The standard is effective for fiscal years beginning after December 15, 2018, including interim periods within those fiscal years, which means that it will be effective for us in the first quarter of our fiscal year beginning August 1, 2019. Early adoption is permitted.

This standard is required to be adopted using a modified retrospective approach. We are currently evaluating the impact of our pending adoption of ASU 2016-02 on our consolidated financial statements.

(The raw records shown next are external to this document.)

// Client configuration and the static model -> context budget lookup

use config::{Config as ConfigLoader, ConfigError, Environment, File};
use serde::{Deserialize, Serialize};
use std::fmt;
use std::path::Path;
use std::time::Duration;

pub const GROQ_API_BASE: &str = "https://api.groq.com/openai/v1";

pub const DEFAULT_MODEL: &str = "llama3-8b-8192";

/// Model identifier that gets the large context budget
pub const LARGE_CONTEXT_MODEL: &str = "mixtral-8x7b-32768";

/// Budget for [`LARGE_CONTEXT_MODEL`] (32k window)
pub const LARGE_CONTEXT_MAX_TOKENS: u32 = 30000;

/// Budget for every other model (8k window: llama3, gemma)
pub const DEFAULT_MAX_TOKENS: u32 = 7000;

/// Token budget for `model`. An explicit value always wins.
pub fn resolve_max_tokens(model: &str, explicit: Option<u32>) -> u32 {
    explicit.unwrap_or_else(|| {
        if model.contains(LARGE_CONTEXT_MODEL) {
            LARGE_CONTEXT_MAX_TOKENS
        } else {
            DEFAULT_MAX_TOKENS
        }
    })
}

/// Settings for a Groq-backed chat model
#[derive(Clone, Serialize, Deserialize)]
pub struct GroqConfig {
    /// Secret, read from `GROQ_API_KEY` by [`GroqConfig::load`]
    #[serde(default, skip_serializing)]
    pub api_key: String,

    #[serde(default = "default_base_url")]
    pub base_url: String,

    #[serde(default = "default_model")]
    pub model: String,

    /// Overrides the model's default budget
    #[serde(default, skip_serializing_if = "Option::is_none")]
    pub max_tokens: Option<u32>,

    #[serde(default, skip_serializing_if = "Option::is_none")]
    pub temperature: Option<f32>,

    #[serde(default, skip_serializing_if = "Option::is_none")]
    pub timeout_ms: Option<u64>,
}

fn default_base_url() -> String {
    GROQ_API_BASE.to_string()
}

fn default_model() -> String {
    DEFAULT_MODEL.to_string()
}

impl Default for GroqConfig {
    fn default() -> Self {
        Self {
            api_key: String::new(),
            base_url: default_base_url(),
            model: default_model(),
            max_tokens: None,
            temperature: None,
            timeout_ms: None,
        }
    }
}

impl fmt::Debug for GroqConfig {
    fn fmt(&self, f: &mut fmt::Formatter<'_>) -> fmt::Result {
        f.debug_struct("GroqConfig")
            .field("api_key", &"<redacted>")
            .field("base_url", &self.base_url)
            .field("model", &self.model)
            .field("max_tokens", &self.max_tokens)
            .field("temperature", &self.temperature)
            .field("timeout_ms", &self.timeout_ms)
            .finish()
    }
}

impl GroqConfig {
    pub fn new(api_key: impl Into<String>) -> Self {
        Self {
            api_key: api_key.into(),
            ..Self::default()
        }
    }

    pub fn with_model(mut self, model: impl Into<String>) -> Self {
        self.model = model.into();
        self
    }

    pub fn with_base_url(mut self, base_url: impl Into<String>) -> Self {
        self.base_url = base_url.into();
        self
    }

    pub fn with_max_tokens(mut self, max_tokens: u32) -> Self {
        self.max_tokens = Some(max_tokens);
        self
    }

    pub fn with_temperature(mut self, temperature: f32) -> Self {
        self.temperature = Some(temperature);
        self
    }

    pub fn with_timeout(mut self, timeout: Duration) -> Self {
        self.timeout_ms = Some(u64::try_from(timeout.as_millis()).unwrap_or(u64::MAX));
        self
    }

    /// Budget sent as `max_tokens` on every request
    pub fn effective_max_tokens(&self) -> u32 {
        resolve_max_tokens(&self.model, self.max_tokens)
    }

    pub fn timeout(&self) -> Option<Duration> {
        self.timeout_ms.map(Duration::from_millis)
    }

    /// Load configuration from an optional TOML file and the environment
    ///
    /// Hierarchy (weakest to strongest):
    /// 1. config/groq.toml
    /// 2. GROQ_MODEL, GROQ_MAX_TOKENS, GROQ_BASE_URL, GROQ_TEMPERATURE, GROQ_TIMEOUT_MS
    ///
    /// `GROQ_API_KEY` is required.
    pub fn load() -> Result<Self, ConfigError> {
        let builder = ConfigLoader::builder()
            .add_source(File::with_name("config/groq").required(false))
            .add_source(Environment::with_prefix("GROQ").try_parsing(true));

        let mut cfg: GroqConfig = builder.build()?.try_deserialize()?;

        cfg.api_key = std::env::var("GROQ_API_KEY")
            .map_err(|_| ConfigError::Message("GROQ_API_KEY environment variable is required".to_string()))?;

        Ok(cfg)
    }

    /// Load config from a specific file (no environment lookup)
    pub fn from_file(path: impl AsRef<Path>) -> Result<Self, ConfigError> {
        ConfigLoader::builder()
            .add_source(File::from(path.as_ref()))
            .build()?
            .try_deserialize()
    }
}
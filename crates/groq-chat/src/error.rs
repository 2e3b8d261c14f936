use thiserror::Error;

/// Failures raised by [`crate::OpenAIClient`].
///
/// Returned inside `anyhow::Error`; callers can `downcast_ref::<ClientError>()`.
#[derive(Error, Debug)]
pub enum ClientError {
    #[error("Chat completion API error ({status}): {body}")]
    Api {
        status: reqwest::StatusCode,
        body: String,
    },

    #[error("Chat completion response contained no choices")]
    EmptyResponse,

    #[error("Missing client setting: {0}")]
    MissingSetting(&'static str),

    #[error("Invalid API key format")]
    InvalidApiKey,
}
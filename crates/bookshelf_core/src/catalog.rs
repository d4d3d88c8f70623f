//! crates/bookshelf_core/src/catalog.rs
//!
//! Pure helpers for reconciling a book's category membership. Storage adapters
//! use these so that every backend applies the same naming rules.

use crate::domain::Category;

/// Trims names, drops blanks and removes duplicates, keeping the first occurrence.
pub fn normalize_category_names<I, S>(names: I) -> Vec<String>
where
    I: IntoIterator<Item = S>,
    S: AsRef<str>,
{
    let mut normalized: Vec<String> = Vec::new();
    for name in names {
        let name = name.as_ref().trim();
        if name.is_empty() || normalized.iter().any(|n| n == name) {
            continue;
        }
        normalized.push(name.to_string());
    }
    normalized
}

/// Returns the requested names that have no matching category yet.
pub fn missing_category_names(requested: &[String], existing: &[Category]) -> Vec<String> {
    requested
        .iter()
        .filter(|name| !existing.iter().any(|c| &c.name == *name))
        .cloned()
        .collect()
}

/// Case-insensitive substring match used by the search operation.
pub fn matches_query(haystack: &str, query: &str) -> bool {
    haystack.to_lowercase().contains(&query.to_lowercase())
}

Revenue Recognition - In May 2014 the FASB issued ASU 2014-09, “Revenue from Contracts with Customers (Topic 606),” and in August 2015 the FASB issued ASU 2015-14, “Revenue from Contracts with Customers (Topic 606): Deferral of the Effective Date,” which defers the effective date of ASU 2014-09 by one year. This new standard supersedes nearly all existing revenue recognition guidance under U.S. GAAP. The core principle of the standard is to recognize revenues when promised goods or services are transferred to customers in an amount that reflects the consideration that is expected to be received for those goods or services. The standard defines a five step process to achieve this core principle and, in doing so, it is possible that more judgment and estimates may be required within the revenue recognition process than is required under present U.S. GAAP. These may include identifying performance obligations in the contract, estimating the amount of variable consideration to include in the transaction price, and allocating the transaction price to each separate performance obligation. The standard also requires additional disclosure about the nature, amount, timing and uncertainty of revenue and cash flows arising from customer contracts, including significant judgments and changes in judgments.
  
The standard is effective for reporting periods beginning after December 15, 2017, which means that it will be effective for us in the first quarter of our fiscal year beginning August 1, 2018. Early adoption one year prior to the required effective date is permitted.
The standard allows adoption using either of two methods: (i) retrospective to each prior reporting period presented, with the option to elect certain practical expedients; or (ii) retrospective with the cumulative effect of initially applying the standard recognized at the date of initial application and providing certain additional disclosures. We are currently evaluating the impact of our pending adoption of ASU 2014-09 on our consolidated financial statements.